7,8 天からの声は,大いなるバビロンに関するその音信をどのように最高潮にもっていきますか。だれがその言葉にこたえ応じますか。

7 メディア人とペルシャ人によって古代のバビロンが覆された時,エレミヤは預言的にこう述べました。「そして,バビロンのことで,天と地とその中のすべてのものは必ず喜び叫ぶであろう」。(エレミヤ 51:48)大いなるバビロンが滅ぼされる時,天からの声はその音信を最高潮にもっていって,大いなるバビロンについてこう言います。「天よ,また聖なる者と使徒と預言者たちよ,彼女のことで喜べ。神はあなた方のため,彼女に司法上の処罰を科したからである」。啓示 18:20今では復活させられて,24人の長老の取り決めのもとで地位を得ている,使徒たちや初期のクリスチャンの預言者たちが,神の古来の敵が滅ぼし絶やされるのを見て喜ぶ時,エホバとみ使いたちもそれを見て喜びます。―詩編 97:8-12と比較してください。

8 確かに,「聖なる者」たちはすべて ― 天で復活させられていようと,なお地上で生き長らえていようと ― 喜びのために叫び,また共に交わっている,ほかの羊の大群衆もそうします。やがて,昔の忠実な人たちもすべて新しい事物の体制のもとで復活させられ,彼らもまた,その歓びに加わります。神の民は偽りの宗教を奉ずる迫害者たちに対してあだを討とうとはしませんでした。神の民は,「復しゅうはわたしのもの,わたしが返報する,とエホバは言われる」というエホバの言葉を思い起こしてきました。(ローマ 12:19。申命記 32:35,41-43)実際,エホバは今や,返報してくださいました。大いなるバビロンによって流された血すべてに対する復しゅうが行なわれてゆきます。

大きな臼石を投げ込む

9,10 (イ)ひとりの強いみ使いは今や何をしますか。また,何と言いますか。(ロ)啓示 18章21節の強いみ使いが行なったのと同様のどんなことがエレミヤの時代にも起きましたか。それは何を保証するものでしたか。(ハ)ヨハネの見た,強いみ使いの取った行動は,何を保証していますか。

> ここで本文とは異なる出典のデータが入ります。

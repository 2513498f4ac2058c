//! Document store seam and the in-memory store.

use std::collections::HashMap;
use std::fs;
use std::path::{Path, PathBuf};

use log::{debug, info};
use serde_json::Value;

use crate::document::{Document, SpecDocumentFilter, is_value_equal, normalize_extended_json};
use crate::spec::StoreError;

/// Read-only access to named document collections.
pub trait DocumentStore {
    /// Every document of `collection` matching `filter`, in stored order.
    ///
    /// Unknown collections are empty.
    fn find(
        &self,
        collection: &str,
        filter: &SpecDocumentFilter,
    ) -> Result<Vec<Document>, StoreError>;

    /// First matching document.
    fn find_one(
        &self,
        collection: &str,
        filter: &SpecDocumentFilter,
    ) -> Result<Option<Document>, StoreError> {
        Ok(self.find(collection, filter)?.into_iter().next())
    }

    /// Distinct non-null values of `field` over matching documents, first-seen order.
    fn distinct(
        &self,
        collection: &str,
        field: &str,
        filter: &SpecDocumentFilter,
    ) -> Result<Vec<Value>, StoreError> {
        let mut l_values: Vec<Value> = Vec::new();
        for document in self.find(collection, filter)? {
            let Some(value) = document.get(field) else {
                continue;
            };
            if value.is_null() || l_values.iter().any(|seen| is_value_equal(seen, value)) {
                continue;
            }
            l_values.push(value.clone());
        }
        Ok(l_values)
    }
}

/// Collections held in memory, optionally loaded from a directory of
/// `<collection>.json` exports (one JSON array of documents per file).
#[derive(Debug, Clone, Default)]
pub struct MemoryDocumentStore {
    dict_collections: HashMap<String, Vec<Document>>,
}

impl MemoryDocumentStore {
    pub fn new() -> Self {
        Self::default()
    }

    /// Load every `*.json` file of `dir_store` as a collection named after its stem.
    pub fn from_dir(dir_store: &Path) -> Result<Self, StoreError> {
        let io_err = |path: &Path, source: std::io::Error| StoreError::Io {
            path: path.to_path_buf(),
            source,
        };

        let mut l_paths: Vec<PathBuf> = Vec::new();
        for entry in fs::read_dir(dir_store).map_err(|e| io_err(dir_store, e))? {
            let path = entry.map_err(|e| io_err(dir_store, e))?.path();
            if path.is_file() && path.extension().is_some_and(|ext| ext == "json") {
                l_paths.push(path);
            }
        }
        l_paths.sort();

        let mut store = Self::new();
        for path in l_paths {
            let Some(collection) = path.file_stem().and_then(|s| s.to_str()) else {
                continue;
            };
            let c_text = fs::read_to_string(&path).map_err(|e| io_err(&path, e))?;
            let payload: Value = serde_json::from_str(&c_text).map_err(|source| StoreError::Json {
                path: path.clone(),
                source,
            })?;
            let l_documents = cast_collection_documents(collection, payload)?;
            debug!(
                "Loaded {} documents into collection '{collection}'.",
                l_documents.len()
            );
            store.insert_many(collection, l_documents);
        }

        info!(
            "Document store loaded from {} ({} collections).",
            dir_store.display(),
            store.dict_collections.len()
        );
        Ok(store)
    }

    /// Append documents to `collection`, normalising extended-JSON scalars.
    pub fn insert_many(&mut self, collection: &str, documents: impl IntoIterator<Item = Document>) {
        let l_target = self
            .dict_collections
            .entry(collection.to_string())
            .or_default();
        for document in documents {
            if let Value::Object(normalized) = normalize_extended_json(Value::Object(document)) {
                l_target.push(normalized);
            }
        }
    }
}

impl DocumentStore for MemoryDocumentStore {
    fn find(
        &self,
        collection: &str,
        filter: &SpecDocumentFilter,
    ) -> Result<Vec<Document>, StoreError> {
        Ok(self
            .dict_collections
            .get(collection)
            .map(|l_documents| {
                l_documents
                    .iter()
                    .filter(|document| filter.matches(document))
                    .cloned()
                    .collect()
            })
            .unwrap_or_default())
    }
}

fn cast_collection_documents(collection: &str, payload: Value) -> Result<Vec<Document>, StoreError> {
    let malformed = |reason: String| StoreError::MalformedCollection {
        collection: collection.to_string(),
        reason,
    };

    let Value::Array(l_items) = payload else {
        return Err(malformed("expected a JSON array of documents".to_string()));
    };
    l_items
        .into_iter()
        .enumerate()
        .map(|(n_idx, item)| match item {
            Value::Object(document) => Ok(document),
            other => Err(malformed(format!(
                "item {n_idx} is not an object: {other}"
            ))),
        })
        .collect()
}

9 ヨハネが次に見る事柄は,大いなるバビロンに対するエホバの裁きが最終的なものであることを確証しています。「また,ひとりの強いみ使いが,大きな臼石のような石を持ち上げ,それを海に投げ込んで,こう言った。『大いなる都市バビロンはこのように,速い勢いで投げ落とされ,二度と見いだされることはない』」。啓示 18:21エレミヤの時代にも,強力で預言的な意味を持つ,同様のことが行なわれました。エレミヤは霊感を受けて,一つの書に「バビロンに臨むすべての災い」を書き記しました。そして,その書をセラヤに渡し,旅をしてバビロンへ行くように命じました。エレミヤの指図に従ったセラヤは,その地でその都に対する次のような宣言を読みました。「エホバよ,あなたご自身がこの場所に対して語られました。それはこれを断ち滅ぼし,その中に住む者が,人も家畜さえもいなくなり,これが定めのない時に至るまでただの荒れ果てた所となるためです」。次いで,セラヤはその書に一つの石を結び付けて,それをユーフラテス川に投げ込んで,こう言いました。「このようにバビロンは沈んで行き,わたしがこれにもたらす災いのために,それは決して起き上がることはない」。―エレミヤ 51:59-64

10 石を縛り付けられたその書が川に投げ込まれたことは,バビロンが忘却のかなたに投じられ,決して回復しないことの保証となりました。使徒ヨハネは,ひとりの強いみ使いが同様のことを行なうのを見ましたが,それも同様に,大いなるバビロンにかかわるエホバの目的が成就することの強力な保証となっています。古代バビロンの今日の完全な廃虚の状態は,近い将来,偽りの宗教に何が降り懸かるかに関する強力な証言となっています。

11,12 (イ)強いみ使いは今や,大いなるバビロンに対してどのように語りかけますか。(ロ)エレミヤは背教したエルサレムに関して,どのように預言しましたか。それは現代に関して何を示唆していますか。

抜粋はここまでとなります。